J Electrocardiol. 1987 Jul;20(3):193-202. doi: 10.1016/s0022-0736(87)80016-x.
The performance of body surface potential maps and the 12-lead ECG in the detection of old myocardial infarction has been compared in a two-group (54 normals; 52 infarctions) classification procedure (linear discriminant analysis). Three methods for data reduction of body surface maps were compared: 1) time integration, 2) one-step reduction in eigenvectors and 3) two-step reduction in spatial and temporal eigenvectors. Features were taken from the reduction variables by a stepwise selection procedure. From 90% to 93% correct classifications could be obtained using three features from the map data over the initial 30 ms (Q interval) of the QRS wave for all three methods considered. Using the 100 ms (QRS) interval 86% correct classifications were obtained using method 1, and up to 90% and 87% for methods 2 and 3, respectively. In a further analysis the classification based on body surface maps was compared to the one based on the 12-lead ECG. The 12-lead ECG was treated as a restricted set of the body surface mapping leads, so the same methods of data reduction, feature extraction and classification could be applied to both sets of data. Applying method 1 (time integration) 89% correct classifications were obtained using data taken from the 30 ms interval of the 12-lead ECG and a subsequent reduction to three features. When using the 100 ms interval the result was 79% also using three features. The results of method 2 applied to the 12-lead ECG were 89% (30 ms interval, three features) and 78% (100 ms interval, three features).

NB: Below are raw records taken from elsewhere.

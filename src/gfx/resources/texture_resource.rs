//! Texture resource management for wgpu
//!
//! Allocates the GPU textures the wgpu backend needs: depth buffers, offscreen
//! color targets that can be read back, and sampled RGBA textures.

/// GPU texture together with its default view
#[derive(Clone)]
pub struct TextureResource {
    pub texture: wgpu::Texture,
    pub view: wgpu::TextureView,
}

impl TextureResource {
    /// Standard depth buffer format used throughout the engine
    pub const DEPTH_FORMAT: wgpu::TextureFormat = wgpu::TextureFormat::Depth32Float;

    /// Color format of offscreen render targets; readback returns these bytes as-is
    pub const TARGET_FORMAT: wgpu::TextureFormat = wgpu::TextureFormat::Rgba8Unorm;

    /// Format of sampled image textures
    pub const IMAGE_FORMAT: wgpu::TextureFormat = wgpu::TextureFormat::Rgba8UnormSrgb;

    fn allocate(
        device: &wgpu::Device,
        label: &str,
        (width, height): (u32, u32),
        format: wgpu::TextureFormat,
        usage: wgpu::TextureUsages,
    ) -> Self {
        let texture = device.create_texture(&wgpu::TextureDescriptor {
            label: Some(label),
            size: extent(width, height),
            mip_level_count: 1,
            sample_count: 1,
            dimension: wgpu::TextureDimension::D2,
            format,
            usage,
            view_formats: &[],
        });
        let view = texture.create_view(&wgpu::TextureViewDescriptor {
            label: Some(label),
            ..Default::default()
        });
        Self { texture, view }
    }

    /// Depth buffer for the canvas or an offscreen target
    pub fn create_depth_texture(device: &wgpu::Device, width: u32, height: u32, label: &str) -> Self {
        Self::allocate(
            device,
            label,
            (width, height),
            Self::DEPTH_FORMAT,
            wgpu::TextureUsages::RENDER_ATTACHMENT,
        )
    }

    /// Offscreen color target that supports single-pixel readback
    pub fn create_color_target(device: &wgpu::Device, width: u32, height: u32, label: &str) -> Self {
        Self::allocate(
            device,
            label,
            (width, height),
            Self::TARGET_FORMAT,
            wgpu::TextureUsages::RENDER_ATTACHMENT
                | wgpu::TextureUsages::COPY_SRC
                | wgpu::TextureUsages::TEXTURE_BINDING,
        )
    }

    /// Sampled 2D texture holding tightly packed RGBA8 `data`
    pub fn create_from_rgba_data(
        device: &wgpu::Device,
        queue: &wgpu::Queue,
        data: &[u8],
        width: u32,
        height: u32,
        label: &str,
    ) -> Self {
        let resource = Self::allocate(
            device,
            label,
            (width, height),
            Self::IMAGE_FORMAT,
            wgpu::TextureUsages::TEXTURE_BINDING | wgpu::TextureUsages::COPY_DST,
        );

        queue.write_texture(
            resource.texture.as_image_copy(),
            data,
            wgpu::TexelCopyBufferLayout {
                offset: 0,
                bytes_per_row: Some(4 * width),
                rows_per_image: Some(height),
            },
            extent(width, height),
        );

        resource
    }
}

/// Zero-sized textures are invalid; minimised windows report 0x0
fn extent(width: u32, height: u32) -> wgpu::Extent3d {
    wgpu::Extent3d {
        width: width.max(1),
        height: height.max(1),
        depth_or_array_layers: 1,
    }
}
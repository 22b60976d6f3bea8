//! WGSL reflection
//!
//! Resolves the names a program exposes, using naga to parse and validate both
//! shader sources. The binding conventions are:
//!
//! - vertex attributes are `@location` inputs of the vertex entry point, either as
//!   plain arguments or as members of an input struct
//! - uniforms are members of the struct bound at `@group(0) @binding(0)` in the
//!   `uniform` address space (a non-struct uniform is exposed under its own name)
//! - textures are `texture_2d` globals in `@group(1)`; a shared sampler sits at
//!   `@group(1) @binding(0)`

use std::collections::HashMap;

use crate::error::{GpuError, ShaderStage};

pub const UNIFORM_GROUP: u32 = 0;
pub const UNIFORM_BINDING: u32 = 0;
pub const TEXTURE_GROUP: u32 = 1;
pub const SAMPLER_BINDING: u32 = 0;

#[derive(Debug, Clone, Copy, PartialEq, Eq)]
pub struct AttributeInfo {
    pub location: u32,
    pub components: u32,
}

#[derive(Debug, Clone, Copy, PartialEq, Eq)]
pub struct UniformInfo {
    pub offset: u32,
    pub size: u32,
}

/// Everything a backend needs to know about a linked program
#[derive(Debug, Clone, Default)]
pub struct ShaderInterface {
    pub vertex_entry: String,
    pub fragment_entry: String,
    pub attributes: HashMap<String, AttributeInfo>,
    pub uniforms: HashMap<String, UniformInfo>,
    /// Size in bytes of the uniform block, 0 when the program has none
    pub uniform_block_size: u32,
    /// Texture name to binding slot in the texture group
    pub textures: HashMap<String, u32>,
}

impl ShaderInterface {
    /// Attribute locations ordered by location
    pub fn sorted_attributes(&self) -> Vec<AttributeInfo> {
        let mut attributes: Vec<AttributeInfo> = self.attributes.values().copied().collect();
        attributes.sort_by_key(|a| a.location);
        attributes
    }

    /// Texture bindings ordered by slot
    pub fn sorted_texture_bindings(&self) -> Vec<u32> {
        let mut bindings: Vec<u32> = self.textures.values().copied().collect();
        bindings.sort_unstable();
        bindings
    }
}

/// Parses and validates one WGSL source
pub fn parse_module(stage: ShaderStage, source: &str) -> Result<naga::Module, GpuError> {
    let module = naga::front::wgsl::parse_str(source).map_err(|e| {
        GpuError::ShaderCompilation {
            stage,
            message: e.emit_to_string(source),
        }
    })?;

    naga::valid::Validator::new(
        naga::valid::ValidationFlags::all(),
        naga::valid::Capabilities::all(),
    )
    .validate(&module)
    .map_err(|e| GpuError::ShaderCompilation {
        stage,
        message: e.to_string(),
    })?;

    Ok(module)
}

/// Compiles and links a vertex and fragment source into a [`ShaderInterface`]
pub fn reflect_program(vertex: &str, fragment: &str) -> Result<ShaderInterface, GpuError> {
    let vertex_module = parse_module(ShaderStage::Vertex, vertex)?;
    let fragment_module = parse_module(ShaderStage::Fragment, fragment)?;

    let vertex_entry = vertex_module
        .entry_points
        .iter()
        .find(|ep| ep.stage == naga::ShaderStage::Vertex)
        .ok_or_else(|| GpuError::ProgramLink("no vertex entry point".to_string()))?;
    let fragment_entry = fragment_module
        .entry_points
        .iter()
        .find(|ep| ep.stage == naga::ShaderStage::Fragment)
        .ok_or_else(|| GpuError::ProgramLink("no fragment entry point".to_string()))?;

    let mut interface = ShaderInterface {
        vertex_entry: vertex_entry.name.clone(),
        fragment_entry: fragment_entry.name.clone(),
        attributes: vertex_attributes(&vertex_module, vertex_entry),
        ..Default::default()
    };

    for module in [&vertex_module, &fragment_module] {
        let (uniforms, block_size) = uniform_block(module);
        for (name, info) in uniforms {
            match interface.uniforms.get(&name) {
                Some(existing) if *existing != info => {
                    return Err(GpuError::ProgramLink(format!(
                        "uniform '{}' has different layouts in the vertex and fragment stages",
                        name
                    )));
                }
                Some(_) => {}
                None => {
                    interface.uniforms.insert(name, info);
                }
            }
        }
        interface.uniform_block_size = interface.uniform_block_size.max(block_size);
        interface.textures.extend(textures(module));
    }

    Ok(interface)
}

fn components(inner: &naga::TypeInner) -> u32 {
    match inner {
        naga::TypeInner::Scalar(_) => 1,
        naga::TypeInner::Vector { size, .. } => *size as u32,
        _ => 4,
    }
}

fn vertex_attributes(
    module: &naga::Module,
    entry: &naga::EntryPoint,
) -> HashMap<String, AttributeInfo> {
    let mut attributes = HashMap::new();

    for argument in &entry.function.arguments {
        match (&argument.binding, &module.types[argument.ty].inner) {
            (Some(naga::Binding::Location { location, .. }), inner) => {
                if let Some(name) = &argument.name {
                    attributes.insert(
                        name.clone(),
                        AttributeInfo {
                            location: *location,
                            components: components(inner),
                        },
                    );
                }
            }
            (None, naga::TypeInner::Struct { members, .. }) => {
                for member in members {
                    if let (Some(naga::Binding::Location { location, .. }), Some(name)) =
                        (&member.binding, &member.name)
                    {
                        attributes.insert(
                            name.clone(),
                            AttributeInfo {
                                location: *location,
                                components: components(&module.types[member.ty].inner),
                            },
                        );
                    }
                }
            }
            _ => {}
        }
    }

    attributes
}

fn uniform_block(module: &naga::Module) -> (Vec<(String, UniformInfo)>, u32) {
    for (_, global) in module.global_variables.iter() {
        let is_block = global.space == naga::AddressSpace::Uniform
            && global
                .binding
                .as_ref()
                .is_some_and(|b| b.group == UNIFORM_GROUP && b.binding == UNIFORM_BINDING);
        if !is_block {
            continue;
        }

        let ty = &module.types[global.ty];
        return match &ty.inner {
            naga::TypeInner::Struct { members, span } => {
                let mut uniforms = Vec::with_capacity(members.len());
                for (i, member) in members.iter().enumerate() {
                    let end = members.get(i + 1).map_or(*span, |next| next.offset);
                    if let Some(name) = &member.name {
                        uniforms.push((
                            name.clone(),
                            UniformInfo {
                                offset: member.offset,
                                size: end - member.offset,
                            },
                        ));
                    }
                }
                (uniforms, *span)
            }
            inner => {
                let size = components(inner) * 4;
                let name = global.name.clone().unwrap_or_default();
                (vec![(name, UniformInfo { offset: 0, size })], size)
            }
        };
    }

    (Vec::new(), 0)
}

fn textures(module: &naga::Module) -> Vec<(String, u32)> {
    module
        .global_variables
        .iter()
        .filter_map(|(_, global)| {
            let binding = global.binding.as_ref()?;
            if binding.group != TEXTURE_GROUP {
                return None;
            }
            match module.types[global.ty].inner {
                naga::TypeInner::Image { .. } => Some((global.name.clone()?, binding.binding)),
                _ => None,
            }
        })
        .collect()
}
//! Named-event pub/sub.
//!
//! Components that need to notify loosely coupled listeners (the frame clock in
//! particular) embed an [`EventEmitter`].

mod emitter;

pub use emitter::{EventEmitter, Listener};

在一个两组(54名正常人;52名心肌梗死患者)分类程序(线性判别分析)中,比较了体表电位图和12导联心电图在检测陈旧性心肌梗死方面的性能。比较了三种体表图数据简化方法:1)时间积分;2)特征向量一步简化;3)空间和时间特征向量两步简化。通过逐步选择程序从简化变量中提取特征。对于所考虑的所有三种方法,使用QRS波初始30毫秒(Q间期)的图数据中的三个特征,可获得90%至93%的正确分类。使用100毫秒(QRS)间期,方法1的正确分类率为86%,方法2和方法3分别高达90%和87%。在进一步分析中,将基于体表图的分类与基于12导联心电图的分类进行了比较。12导联心电图被视为体表标测导联的一个受限集合,因此相同的数据简化、特征提取和分类方法可应用于两组数据。应用方法1(时间积分),使用取自12导联心电图30毫秒间期的数据并随后简化为三个特征,可获得89%的正确分类。使用100毫秒间期时,同样使用三个特征,结果为79%。应用于12导联心电图的方法2的结果为89%(30毫秒间期,三个特征)和78%(100毫秒间期,三个特征)。